--- MATERIAL PROVIDED ---
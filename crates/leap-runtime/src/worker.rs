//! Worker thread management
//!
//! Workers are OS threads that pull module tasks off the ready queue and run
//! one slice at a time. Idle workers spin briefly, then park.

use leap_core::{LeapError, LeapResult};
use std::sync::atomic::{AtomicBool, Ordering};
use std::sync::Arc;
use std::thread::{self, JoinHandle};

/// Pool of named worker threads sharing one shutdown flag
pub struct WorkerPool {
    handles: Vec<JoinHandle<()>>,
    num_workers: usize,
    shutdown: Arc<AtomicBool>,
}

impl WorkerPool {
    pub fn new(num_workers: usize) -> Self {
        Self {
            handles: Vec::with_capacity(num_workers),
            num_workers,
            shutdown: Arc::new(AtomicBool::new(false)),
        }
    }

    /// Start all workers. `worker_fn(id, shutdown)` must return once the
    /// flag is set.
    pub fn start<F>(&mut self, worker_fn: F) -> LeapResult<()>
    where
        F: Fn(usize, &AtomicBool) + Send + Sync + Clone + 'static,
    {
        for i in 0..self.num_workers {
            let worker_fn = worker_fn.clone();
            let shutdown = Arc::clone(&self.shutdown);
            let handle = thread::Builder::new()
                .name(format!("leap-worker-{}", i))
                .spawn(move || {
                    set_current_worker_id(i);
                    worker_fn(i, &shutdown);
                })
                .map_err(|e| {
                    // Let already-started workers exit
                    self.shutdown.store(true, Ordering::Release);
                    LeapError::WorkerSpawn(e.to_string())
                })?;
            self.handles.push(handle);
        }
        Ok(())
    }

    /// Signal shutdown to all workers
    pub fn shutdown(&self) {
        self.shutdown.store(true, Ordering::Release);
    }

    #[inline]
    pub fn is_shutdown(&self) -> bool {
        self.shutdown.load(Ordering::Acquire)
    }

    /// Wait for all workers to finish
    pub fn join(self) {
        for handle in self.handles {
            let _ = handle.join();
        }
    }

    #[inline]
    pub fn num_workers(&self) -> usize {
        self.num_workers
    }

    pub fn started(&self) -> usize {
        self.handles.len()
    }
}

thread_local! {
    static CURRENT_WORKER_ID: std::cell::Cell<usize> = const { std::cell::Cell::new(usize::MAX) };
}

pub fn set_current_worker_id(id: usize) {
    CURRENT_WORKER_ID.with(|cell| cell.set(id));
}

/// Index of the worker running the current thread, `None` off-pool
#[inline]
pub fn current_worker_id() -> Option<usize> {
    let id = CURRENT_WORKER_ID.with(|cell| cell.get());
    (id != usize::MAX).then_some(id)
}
---
--- MATERIAL PROVIDED ---
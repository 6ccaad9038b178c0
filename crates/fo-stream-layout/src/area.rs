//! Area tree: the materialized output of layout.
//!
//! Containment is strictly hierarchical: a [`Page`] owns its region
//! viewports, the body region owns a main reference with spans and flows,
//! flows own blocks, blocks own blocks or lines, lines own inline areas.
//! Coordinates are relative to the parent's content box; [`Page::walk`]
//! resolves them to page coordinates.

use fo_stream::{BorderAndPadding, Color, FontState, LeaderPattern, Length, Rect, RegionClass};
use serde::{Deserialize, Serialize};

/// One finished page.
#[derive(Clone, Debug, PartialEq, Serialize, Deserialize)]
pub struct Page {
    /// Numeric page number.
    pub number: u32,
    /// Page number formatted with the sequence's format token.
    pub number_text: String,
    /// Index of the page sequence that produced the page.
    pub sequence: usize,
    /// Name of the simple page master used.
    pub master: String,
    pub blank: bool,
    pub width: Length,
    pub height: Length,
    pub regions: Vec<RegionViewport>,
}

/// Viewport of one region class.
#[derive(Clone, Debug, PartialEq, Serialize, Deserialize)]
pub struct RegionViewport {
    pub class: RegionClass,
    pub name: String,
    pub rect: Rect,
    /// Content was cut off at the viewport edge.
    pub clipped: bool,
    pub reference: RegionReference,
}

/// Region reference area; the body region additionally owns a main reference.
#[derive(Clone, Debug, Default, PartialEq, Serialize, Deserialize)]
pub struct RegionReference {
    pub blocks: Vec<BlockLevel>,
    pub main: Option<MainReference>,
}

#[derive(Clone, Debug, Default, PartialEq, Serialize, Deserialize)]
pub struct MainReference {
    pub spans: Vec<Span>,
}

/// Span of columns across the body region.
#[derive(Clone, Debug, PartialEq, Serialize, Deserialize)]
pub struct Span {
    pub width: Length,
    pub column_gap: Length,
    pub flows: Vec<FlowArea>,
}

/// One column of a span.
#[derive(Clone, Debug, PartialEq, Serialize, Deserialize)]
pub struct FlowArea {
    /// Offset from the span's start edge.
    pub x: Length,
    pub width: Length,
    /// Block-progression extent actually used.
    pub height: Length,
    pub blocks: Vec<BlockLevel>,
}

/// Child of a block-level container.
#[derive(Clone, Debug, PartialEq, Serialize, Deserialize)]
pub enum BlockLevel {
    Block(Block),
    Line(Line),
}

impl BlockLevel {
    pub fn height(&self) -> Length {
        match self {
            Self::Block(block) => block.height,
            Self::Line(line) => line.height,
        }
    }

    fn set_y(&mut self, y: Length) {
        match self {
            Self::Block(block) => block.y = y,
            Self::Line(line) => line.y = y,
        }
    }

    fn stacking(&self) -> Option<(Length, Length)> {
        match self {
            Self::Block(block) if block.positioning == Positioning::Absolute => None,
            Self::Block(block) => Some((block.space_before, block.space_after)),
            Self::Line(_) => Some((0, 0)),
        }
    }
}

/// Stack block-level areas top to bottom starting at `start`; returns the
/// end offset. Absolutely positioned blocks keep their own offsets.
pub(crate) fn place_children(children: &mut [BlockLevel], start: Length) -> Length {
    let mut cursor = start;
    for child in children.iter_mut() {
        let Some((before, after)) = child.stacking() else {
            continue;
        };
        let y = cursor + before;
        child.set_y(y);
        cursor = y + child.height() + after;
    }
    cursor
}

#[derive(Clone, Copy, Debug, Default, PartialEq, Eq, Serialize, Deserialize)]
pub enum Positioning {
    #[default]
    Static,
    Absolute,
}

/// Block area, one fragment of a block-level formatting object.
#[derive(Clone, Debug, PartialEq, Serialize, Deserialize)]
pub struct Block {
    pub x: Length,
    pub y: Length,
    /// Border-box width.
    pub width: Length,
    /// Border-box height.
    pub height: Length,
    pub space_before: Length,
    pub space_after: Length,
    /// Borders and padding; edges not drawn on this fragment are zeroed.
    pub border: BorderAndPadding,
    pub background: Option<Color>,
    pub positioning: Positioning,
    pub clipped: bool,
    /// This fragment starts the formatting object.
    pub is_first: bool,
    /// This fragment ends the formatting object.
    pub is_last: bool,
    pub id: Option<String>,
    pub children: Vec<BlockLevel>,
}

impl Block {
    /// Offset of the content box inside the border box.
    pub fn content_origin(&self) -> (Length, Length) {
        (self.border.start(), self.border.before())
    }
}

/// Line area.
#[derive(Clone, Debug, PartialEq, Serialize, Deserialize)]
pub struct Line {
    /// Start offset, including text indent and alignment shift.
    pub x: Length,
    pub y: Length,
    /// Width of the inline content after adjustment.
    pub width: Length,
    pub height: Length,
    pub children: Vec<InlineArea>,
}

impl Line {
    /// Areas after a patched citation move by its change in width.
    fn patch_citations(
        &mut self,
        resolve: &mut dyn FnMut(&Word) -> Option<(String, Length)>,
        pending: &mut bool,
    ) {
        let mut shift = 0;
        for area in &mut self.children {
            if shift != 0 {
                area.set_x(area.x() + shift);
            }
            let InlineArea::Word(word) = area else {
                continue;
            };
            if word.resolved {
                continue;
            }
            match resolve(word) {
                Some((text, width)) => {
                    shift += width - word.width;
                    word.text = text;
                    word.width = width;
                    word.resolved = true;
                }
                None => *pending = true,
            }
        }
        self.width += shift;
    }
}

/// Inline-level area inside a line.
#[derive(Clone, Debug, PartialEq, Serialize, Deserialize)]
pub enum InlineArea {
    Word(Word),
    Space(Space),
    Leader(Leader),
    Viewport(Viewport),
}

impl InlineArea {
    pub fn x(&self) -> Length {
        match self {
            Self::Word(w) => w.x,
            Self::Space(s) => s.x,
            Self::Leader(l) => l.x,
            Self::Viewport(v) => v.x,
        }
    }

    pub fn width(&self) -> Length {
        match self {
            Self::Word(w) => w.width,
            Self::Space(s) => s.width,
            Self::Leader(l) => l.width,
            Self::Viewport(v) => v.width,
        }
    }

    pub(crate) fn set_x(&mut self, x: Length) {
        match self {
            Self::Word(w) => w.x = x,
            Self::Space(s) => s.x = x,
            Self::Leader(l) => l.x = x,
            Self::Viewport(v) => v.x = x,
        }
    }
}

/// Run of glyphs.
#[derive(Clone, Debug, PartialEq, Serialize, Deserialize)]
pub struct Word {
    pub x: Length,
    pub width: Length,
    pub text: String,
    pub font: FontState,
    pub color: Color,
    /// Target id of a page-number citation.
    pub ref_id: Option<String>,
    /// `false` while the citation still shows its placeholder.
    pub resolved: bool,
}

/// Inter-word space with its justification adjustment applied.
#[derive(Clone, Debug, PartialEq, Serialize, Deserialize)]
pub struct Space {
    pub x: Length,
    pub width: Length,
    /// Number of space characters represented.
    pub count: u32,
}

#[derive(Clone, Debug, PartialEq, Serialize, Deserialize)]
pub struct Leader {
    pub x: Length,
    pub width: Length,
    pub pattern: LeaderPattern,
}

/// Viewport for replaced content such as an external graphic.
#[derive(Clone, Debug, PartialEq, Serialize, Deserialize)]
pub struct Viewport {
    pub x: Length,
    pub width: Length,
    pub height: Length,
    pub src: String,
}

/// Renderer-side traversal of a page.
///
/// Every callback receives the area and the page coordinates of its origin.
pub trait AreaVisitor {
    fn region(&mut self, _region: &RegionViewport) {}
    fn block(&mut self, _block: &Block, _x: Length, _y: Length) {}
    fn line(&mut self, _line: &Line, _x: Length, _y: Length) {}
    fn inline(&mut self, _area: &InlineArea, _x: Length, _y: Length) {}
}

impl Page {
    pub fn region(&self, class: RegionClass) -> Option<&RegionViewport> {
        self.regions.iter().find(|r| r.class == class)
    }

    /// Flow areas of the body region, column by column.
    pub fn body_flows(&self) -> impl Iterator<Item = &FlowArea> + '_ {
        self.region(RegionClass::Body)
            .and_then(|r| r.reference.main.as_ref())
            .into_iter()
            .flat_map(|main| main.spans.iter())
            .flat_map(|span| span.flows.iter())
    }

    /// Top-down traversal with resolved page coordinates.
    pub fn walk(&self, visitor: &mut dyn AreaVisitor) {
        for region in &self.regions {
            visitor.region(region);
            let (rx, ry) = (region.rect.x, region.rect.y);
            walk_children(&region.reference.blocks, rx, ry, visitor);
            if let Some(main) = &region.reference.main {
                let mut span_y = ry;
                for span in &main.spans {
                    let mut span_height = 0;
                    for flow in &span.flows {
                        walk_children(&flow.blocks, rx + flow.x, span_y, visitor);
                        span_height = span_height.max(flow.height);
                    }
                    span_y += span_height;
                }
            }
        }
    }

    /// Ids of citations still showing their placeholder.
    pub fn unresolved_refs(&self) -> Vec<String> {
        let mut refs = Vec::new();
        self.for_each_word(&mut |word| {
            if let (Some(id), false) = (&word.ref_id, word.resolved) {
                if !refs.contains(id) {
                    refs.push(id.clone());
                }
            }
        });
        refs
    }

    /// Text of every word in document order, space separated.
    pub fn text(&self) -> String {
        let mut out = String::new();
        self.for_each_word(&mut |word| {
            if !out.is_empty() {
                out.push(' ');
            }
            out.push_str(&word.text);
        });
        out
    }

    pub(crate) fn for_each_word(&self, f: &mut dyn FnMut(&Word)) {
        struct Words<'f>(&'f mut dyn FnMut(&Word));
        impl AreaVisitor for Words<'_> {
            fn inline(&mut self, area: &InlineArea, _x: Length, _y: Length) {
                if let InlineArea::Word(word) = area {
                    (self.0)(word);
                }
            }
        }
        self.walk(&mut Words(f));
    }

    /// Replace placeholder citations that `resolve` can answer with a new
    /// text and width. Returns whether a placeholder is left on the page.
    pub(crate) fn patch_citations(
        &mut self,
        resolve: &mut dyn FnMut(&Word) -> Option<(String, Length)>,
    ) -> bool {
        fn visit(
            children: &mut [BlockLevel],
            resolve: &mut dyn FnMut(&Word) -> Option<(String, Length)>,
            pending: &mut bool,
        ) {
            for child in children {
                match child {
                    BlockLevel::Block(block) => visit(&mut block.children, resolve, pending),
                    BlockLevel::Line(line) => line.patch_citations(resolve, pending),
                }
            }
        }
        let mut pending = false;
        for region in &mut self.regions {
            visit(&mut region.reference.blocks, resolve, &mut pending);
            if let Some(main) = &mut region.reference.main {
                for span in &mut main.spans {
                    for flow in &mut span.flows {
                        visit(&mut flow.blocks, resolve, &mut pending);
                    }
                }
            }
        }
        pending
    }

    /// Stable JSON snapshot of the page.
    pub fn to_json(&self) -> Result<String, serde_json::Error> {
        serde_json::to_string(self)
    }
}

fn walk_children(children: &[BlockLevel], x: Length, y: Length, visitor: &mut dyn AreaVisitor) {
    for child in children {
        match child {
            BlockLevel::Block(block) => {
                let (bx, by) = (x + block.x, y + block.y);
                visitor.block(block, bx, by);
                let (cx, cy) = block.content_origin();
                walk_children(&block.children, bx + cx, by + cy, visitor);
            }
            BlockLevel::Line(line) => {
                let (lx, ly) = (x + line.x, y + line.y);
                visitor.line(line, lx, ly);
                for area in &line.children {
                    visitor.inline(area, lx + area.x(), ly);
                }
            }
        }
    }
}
---
--- MATERIAL PROVIDED ---
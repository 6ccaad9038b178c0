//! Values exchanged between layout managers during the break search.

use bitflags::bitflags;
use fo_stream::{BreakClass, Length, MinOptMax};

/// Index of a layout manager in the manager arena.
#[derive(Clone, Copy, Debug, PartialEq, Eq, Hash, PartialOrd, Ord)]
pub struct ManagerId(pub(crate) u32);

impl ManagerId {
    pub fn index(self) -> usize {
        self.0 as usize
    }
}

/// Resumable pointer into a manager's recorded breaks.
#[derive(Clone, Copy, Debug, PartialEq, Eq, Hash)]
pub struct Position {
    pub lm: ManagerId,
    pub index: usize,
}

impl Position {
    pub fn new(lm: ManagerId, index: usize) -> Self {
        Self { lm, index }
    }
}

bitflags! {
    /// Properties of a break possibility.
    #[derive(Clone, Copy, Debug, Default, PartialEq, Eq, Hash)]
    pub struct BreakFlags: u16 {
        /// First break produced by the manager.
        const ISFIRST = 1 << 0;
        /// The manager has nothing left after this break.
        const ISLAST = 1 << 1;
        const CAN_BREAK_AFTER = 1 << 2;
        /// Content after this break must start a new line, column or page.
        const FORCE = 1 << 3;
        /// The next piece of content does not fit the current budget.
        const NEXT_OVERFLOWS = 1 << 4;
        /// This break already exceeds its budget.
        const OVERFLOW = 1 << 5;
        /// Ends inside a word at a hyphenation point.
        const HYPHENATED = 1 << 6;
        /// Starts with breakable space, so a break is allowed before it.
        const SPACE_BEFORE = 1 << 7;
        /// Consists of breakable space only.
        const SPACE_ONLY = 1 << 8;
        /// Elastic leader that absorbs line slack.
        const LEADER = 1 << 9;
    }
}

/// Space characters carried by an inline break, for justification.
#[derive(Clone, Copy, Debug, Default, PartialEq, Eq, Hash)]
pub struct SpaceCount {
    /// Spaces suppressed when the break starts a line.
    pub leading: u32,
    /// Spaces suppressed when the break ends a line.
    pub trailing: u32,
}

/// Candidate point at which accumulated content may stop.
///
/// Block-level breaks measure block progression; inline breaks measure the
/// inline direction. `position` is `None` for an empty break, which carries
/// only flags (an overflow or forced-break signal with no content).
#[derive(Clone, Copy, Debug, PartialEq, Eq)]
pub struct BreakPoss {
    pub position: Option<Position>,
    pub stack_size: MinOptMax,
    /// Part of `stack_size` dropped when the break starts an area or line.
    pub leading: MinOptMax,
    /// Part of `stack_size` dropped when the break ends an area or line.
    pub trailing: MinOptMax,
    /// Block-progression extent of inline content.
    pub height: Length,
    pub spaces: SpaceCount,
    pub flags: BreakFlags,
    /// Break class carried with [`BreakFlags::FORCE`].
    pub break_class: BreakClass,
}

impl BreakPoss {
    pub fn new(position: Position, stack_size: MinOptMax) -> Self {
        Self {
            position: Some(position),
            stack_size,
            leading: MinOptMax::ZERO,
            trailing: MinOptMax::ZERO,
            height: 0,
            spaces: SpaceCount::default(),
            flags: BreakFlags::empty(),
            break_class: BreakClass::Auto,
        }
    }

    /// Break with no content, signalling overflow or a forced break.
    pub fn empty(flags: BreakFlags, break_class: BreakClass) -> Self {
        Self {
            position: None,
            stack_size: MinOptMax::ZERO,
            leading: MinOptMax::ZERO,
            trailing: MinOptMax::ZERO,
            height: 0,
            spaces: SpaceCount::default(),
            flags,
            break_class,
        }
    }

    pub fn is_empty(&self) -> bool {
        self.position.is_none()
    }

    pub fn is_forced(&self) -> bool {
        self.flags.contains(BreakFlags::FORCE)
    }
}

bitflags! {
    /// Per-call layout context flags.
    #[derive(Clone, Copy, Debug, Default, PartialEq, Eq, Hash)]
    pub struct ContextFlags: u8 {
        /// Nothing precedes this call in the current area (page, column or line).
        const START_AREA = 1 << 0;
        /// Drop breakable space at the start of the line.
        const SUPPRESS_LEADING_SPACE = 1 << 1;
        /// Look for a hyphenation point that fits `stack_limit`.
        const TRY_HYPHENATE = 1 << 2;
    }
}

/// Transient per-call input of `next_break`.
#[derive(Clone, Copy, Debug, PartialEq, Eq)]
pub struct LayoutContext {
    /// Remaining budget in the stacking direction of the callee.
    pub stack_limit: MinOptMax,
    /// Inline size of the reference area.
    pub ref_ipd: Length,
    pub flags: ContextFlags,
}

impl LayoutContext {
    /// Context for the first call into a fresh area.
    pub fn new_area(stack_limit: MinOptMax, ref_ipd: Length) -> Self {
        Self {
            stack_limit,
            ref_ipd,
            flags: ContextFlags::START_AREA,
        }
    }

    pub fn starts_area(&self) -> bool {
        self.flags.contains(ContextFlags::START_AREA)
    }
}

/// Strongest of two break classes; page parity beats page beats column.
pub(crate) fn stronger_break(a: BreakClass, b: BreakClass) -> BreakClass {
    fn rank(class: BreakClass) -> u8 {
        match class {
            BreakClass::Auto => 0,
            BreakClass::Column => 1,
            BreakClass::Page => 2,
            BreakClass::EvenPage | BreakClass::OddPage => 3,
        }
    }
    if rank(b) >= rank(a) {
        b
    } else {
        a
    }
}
---
- **TASK GOAL**
When a line in the data contains the string "Release", copy that line.

- **COMPLETED TASK**
                    self.shutdown.store(true, Ordering::Release);
        self.shutdown.store(true, Ordering::Release);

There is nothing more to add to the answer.